Standortdaten auf Smartphones sind keine sicheren Daten

ETH-Forschende haben herausgefunden, dass Standortdaten auf Smartphones manipulierbar sind. Sie bewiesen das anhand der SBB-APP und fuhren so kostenlos in der Schweiz mit dem Zug. Gleichzeitig stellten sie zwei Lösungsmöglichkeiten für dieses Problem vor.
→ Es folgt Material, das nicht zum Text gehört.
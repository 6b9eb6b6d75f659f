use terminal_commands::Terminal;

fn main() -> rustyline::Result<()> {
    Terminal::default().repl()
}
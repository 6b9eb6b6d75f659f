/// A single parsed input line: the command name plus its arguments.
///
/// Produced fresh for every line read from the user and consumed within the
/// same read-eval cycle.
#[derive(Debug, Clone, PartialEq)]
pub struct ParsedCommand {
    /// First token of the line, or the first two tokens joined by one space
    /// when the second token begins with `-` (flag fusion, e.g. `ls -r`).
    pub name: String,
    /// Every token after the first. When fusion happens the flag token is
    /// still present here as well as inside `name`; commands that iterate
    /// over their arguments (`mkdir`, `rmdir`) rely on seeing the raw token
    /// stream, including literal `-`-prefixed file names.
    pub args: Vec<String>,
}

/// Splits raw input lines into [`ParsedCommand`]s and records every line it
/// has seen for the `history` built-in.
#[derive(Debug, Default)]
pub struct Parser {
    history: Vec<String>,
}

impl Parser {
    pub fn new() -> Self {
        Self::default()
    }

    /// Parse one raw input line.
    ///
    /// The line is appended to the history verbatim before any tokenization,
    /// so even lines that fail to parse show up in `history` output.
    ///
    /// Tokenization splits on single spaces. Interior empty tokens (from
    /// consecutive spaces) are kept, trailing empty tokens are dropped; a
    /// line with no tokens left is invalid and yields `None`.
    pub fn parse(&mut self, input: &str) -> Option<ParsedCommand> {
        self.history.push(input.to_string());

        let mut tokens: Vec<&str> = input.split(' ').collect();
        while tokens.last().is_some_and(|t| t.is_empty()) {
            tokens.pop();
        }
        if tokens.is_empty() {
            return None;
        }

        let mut name = tokens[0].to_string();
        if tokens.len() > 1 && tokens[1].starts_with('-') {
            name.push(' ');
            name.push_str(tokens[1]);
        }

        let args = tokens[1..].iter().map(|t| t.to_string()).collect();
        Some(ParsedCommand { name, args })
    }

    /// Every line handed to [`parse`](Self::parse) so far, oldest first.
    pub fn history(&self) -> &[String] {
        &self.history
    }
}
//! Typed fetching with `Link`-header pagination.

use std::collections::HashSet;
use std::sync::Arc;

use serde::de::DeserializeOwned;
use serde_json::Value;
use tracing::{debug, warn};
use url::Url;

use super::transport::{RawResponse, Request, Transport};
use crate::error::{Result, SyncError};

/// One page of a paginated listing.
#[derive(Debug, Clone)]
pub struct Page<T> {
  pub items: Vec<T>,
  /// Continuation for the next page, if the server announced one
  pub next: Option<Url>,
}

/// Issues requests and decodes responses. Never touches the local store.
#[derive(Clone)]
pub struct Fetcher {
  transport: Arc<dyn Transport>,
  base: Url,
  per_page: u32,
  max_pages: usize,
}

impl Fetcher {
  pub fn new(transport: Arc<dyn Transport>, mut base: Url) -> Self {
    // Url::join drops the last segment unless the path ends with a slash
    if !base.path().ends_with('/') {
      let path = format!("{}/", base.path());
      base.set_path(&path);
    }

    Self {
      transport,
      base,
      per_page: 50,
      max_pages: 500,
    }
  }

  pub fn with_per_page(mut self, per_page: u32) -> Self {
    self.per_page = per_page;
    self
  }

  pub fn with_max_pages(mut self, max_pages: usize) -> Self {
    self.max_pages = max_pages;
    self
  }

  pub fn base(&self) -> &Url {
    &self.base
  }

  /// Resolve an API path such as `"api/v1/courses/1/modules"`.
  pub fn endpoint(&self, path: &str) -> Result<Url> {
    Ok(self.base.join(path.trim_start_matches('/'))?)
  }

  /// Send a request without decoding the body.
  pub async fn send(&self, request: &Request) -> Result<RawResponse> {
    self.transport.send(request).await
  }

  /// Fetch one page, either the first one or the page `continuation` points at.
  pub async fn fetch_page<T: DeserializeOwned>(
    &self,
    request: &Request,
    continuation: Option<&Url>,
  ) -> Result<Page<T>> {
    let response = match continuation {
      // The continuation URL already carries every query parameter
      Some(next) => self.transport.send(&Request::get(next.clone())).await?,
      None => {
        let mut first = request.clone();
        if !first.has_query("per_page") {
          first = first.with_query("per_page", self.per_page.to_string());
        }
        self.transport.send(&first).await?
      }
    };

    let items = decode_list(&response)?;
    let next = response.header("link").and_then(parse_next_link);
    Ok(Page { items, next })
  }

  /// Follow continuations until the listing is exhausted.
  pub async fn fetch_all<T: DeserializeOwned>(&self, request: &Request) -> Result<Vec<T>> {
    let mut all = Vec::new();
    let mut visited = HashSet::new();
    let mut continuation: Option<Url> = None;
    let mut pages = 0usize;

    loop {
      let page = self.fetch_page::<T>(request, continuation.as_ref()).await?;
      pages += 1;
      all.extend(page.items);

      match page.next {
        None => break,
        Some(next) => {
          if !visited.insert(next.to_string()) {
            warn!(url = %next, "pagination revisited a page, stopping");
            break;
          }
          if pages >= self.max_pages {
            return Err(SyncError::Pagination {
              url: request.url.to_string(),
              pages,
            });
          }
          continuation = Some(next);
        }
      }
    }

    debug!(url = %request.url, pages, items = all.len(), "fetched listing");
    Ok(all)
  }

  /// Fetch a single object.
  pub async fn fetch_one<T: DeserializeOwned>(&self, request: &Request) -> Result<T> {
    let response = self.transport.send(request).await?;
    decode_body(&response.body, &response.url)
  }
}

fn decode_body<T: DeserializeOwned>(body: &[u8], context: &str) -> Result<T> {
  serde_json::from_slice(body).map_err(|source| SyncError::Decode {
    context: context.to_string(),
    source,
  })
}

/// Decode a JSON array element by element so errors name the bad element.
fn decode_list<T: DeserializeOwned>(response: &RawResponse) -> Result<Vec<T>> {
  let values: Vec<Value> = decode_body(&response.body, &response.url)?;
  values
    .into_iter()
    .enumerate()
    .map(|(index, value)| {
      serde_json::from_value(value).map_err(|source| SyncError::Decode {
        context: format!("{} [{}]", response.url, index),
        source,
      })
    })
    .collect()
}

/// Find the `rel="next"` target in an RFC 8288 `Link` header.
pub fn parse_next_link(header: &str) -> Option<Url> {
  header.split(',').find_map(|link| {
    let mut parts = link.split(';');
    let target = parts
      .next()?
      .trim()
      .strip_prefix('<')?
      .strip_suffix('>')?;

    let is_next = parts.any(|param| {
      let Some((name, value)) = param.split_once('=') else {
        return false;
      };
      name.trim().eq_ignore_ascii_case("rel")
        && value
          .trim()
          .trim_matches('"')
          .split_whitespace()
          .any(|rel| rel.eq_ignore_ascii_case("next"))
    });

    if is_next {
      Url::parse(target).ok()
    } else {
      None
    }
  })
}
struct StoreInner {
  conn: Mutex<Connection>,
  version: AtomicU64,
  commits: broadcast::Sender<CommitEvent>,
}

/// Single-writer local store.
///
/// Cloning is cheap; clones share the same connection.
#[derive(Clone)]
pub struct Store {
  inner: Arc<StoreInner>,
}

/// Non-owning reference to a [`Store`].
#[derive(Clone)]
pub struct WeakStore {
  inner: Weak<StoreInner>,
}

impl WeakStore {
  pub fn upgrade(&self) -> Option<Store> {
    self.inner.upgrade().map(|inner| Store { inner })
  }
}

impl Store {
  /// Open (or create) a store at `path`.
  pub fn open(path: &Path) -> Result<Self> {
    // Ensure parent directory exists
    if let Some(parent) = path.parent() {
      std::fs::create_dir_all(parent).map_err(|e| {
        SyncError::Corrupt(format!(
          "failed to create cache directory {}: {}",
          parent.display(),
          e
        ))
      })?;
    }

    let conn = Connection::open(path)?;
    debug!(path = %path.display(), "opened cache database");
    Self::with_connection(conn)
  }

  /// Open a private in-memory store.
  pub fn open_in_memory() -> Result<Self> {
    Self::with_connection(Connection::open_in_memory()?)
  }

  /// Get the default database path.
  pub fn default_path() -> Option<PathBuf> {
    let data_dir = dirs::data_dir().or_else(|| dirs::home_dir().map(|p| p.join(".local/share")))?;
    Some(data_dir.join("coursesync").join("cache.db"))
  }

  fn with_connection(conn: Connection) -> Result<Self> {
    conn.execute_batch(CACHE_SCHEMA)?;
    Ok(Self {
      inner: Arc::new(StoreInner {
        conn: Mutex::new(conn),
        version: AtomicU64::new(0),
        commits: broadcast::channel(DEFAULT_COMMIT_CAPACITY).0,
      }),
    })
  }

  fn lock(&self) -> Result<MutexGuard<'_, Connection>> {
    self.inner.conn.lock().map_err(|_| SyncError::LockPoisoned)
  }

  pub fn downgrade(&self) -> WeakStore {
    WeakStore {
      inner: Arc::downgrade(&self.inner),
    }
  }

  /// Receive a [`CommitEvent`] for every commit that touched records.
  pub fn subscribe_commits(&self) -> broadcast::Receiver<CommitEvent> {
    self.inner.commits.subscribe()
  }

  /// Number of record-touching commits so far.
  pub fn version(&self) -> u64 {
    self.inner.version.load(Ordering::SeqCst)
  }

  /// Run `f` as one atomic unit of work.
  ///
  /// Commits when `f` returns `Ok`, rolls everything back otherwise.
  /// Writers are serialized by the connection lock.
  pub fn write<R>(&self, f: impl FnOnce(&mut Transaction<'_>) -> Result<R>) -> Result<R> {
    let mut conn = self.lock()?;
    let mut tx = Transaction {
      tx: conn.transaction()?,
      touched: BTreeSet::new(),
      now: Utc::now(),
    };

    let value = f(&mut tx)?;
    let touched = tx.commit()?;
    drop(conn);

    if !touched.is_empty() {
      let version = self.inner.version.fetch_add(1, Ordering::SeqCst) + 1;
      trace!(version, kinds = ?touched, "store commit");
      // No receivers is fine
      let _ = self.inner.commits.send(CommitEvent {
        version,
        kinds: Arc::new(touched),
      });
    }

    Ok(value)
  }

  /// Rows in `scope`, in scope order.
  pub fn fetch(&self, scope: &Scope) -> Result<Vec<RawRecord>> {
    let conn = self.lock()?;
    query_scope(&conn, scope)
  }

  /// Typed rows in `scope`, in scope order.
  pub fn fetch_typed<T: Entity>(&self, scope: &Scope) -> Result<Vec<StoredRecord<T>>> {
    self
      .fetch(scope)?
      .into_iter()
      .map(RawRecord::decode::<T>)
      .collect()
  }

  pub fn find<T: Entity>(&self, key: &str) -> Result<Option<StoredRecord<T>>> {
    let conn = self.lock()?;
    find_record(&conn, T::kind(), key)?
      .map(RawRecord::decode::<T>)
      .transpose()
  }

  /// When `cache_key` was last refreshed successfully.
  pub fn last_refresh(&self, cache_key: &str) -> Result<Option<DateTime<Utc>>> {
    let conn = self.lock()?;
    let value: Option<String> = conn
      .query_row(
        "SELECT last_refresh FROM refresh_ttl WHERE cache_key = ?",
        params![cache_key],
        |row| row.get(0),
      )
      .optional()?;

    value.as_deref().map(parse_datetime).transpose()
  }
}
Blick auf ein Smartphone mit der SBB-App

Die Easyride-​Funktion soll die Nutzung des ÖPNV noch einfacher gestalten. Forschende tricksten das System aus.

Foto: Keystone-SDA

„Es ist ganz grundsätzlich so: Die Standortdaten eines Smartphones sind manipulierbar, und man kann ihnen nicht trauen“, sagt Michele Marazzi, Doktorand in der Forschergruppe um Kaveh Razavi, Professor für Computersicherheit an der ETH Zürich. „App-Entwickler sollten sie daher nicht als vertrauenswürdige Daten behandeln.“ Genau das hat die Forschergruppe mittels eines Experiments jüngst bewiesen. Als Instrument dafür wählten sie die SBB-App. Die Schweizerische Bundesbahnen AG (SBB) stellt in der Schweiz das öffentliche Verkehrsnetz in Form von Zug, Bus und Straßenbahn. Über die App können Fahrgäste ihre Tickets einfach online kaufen.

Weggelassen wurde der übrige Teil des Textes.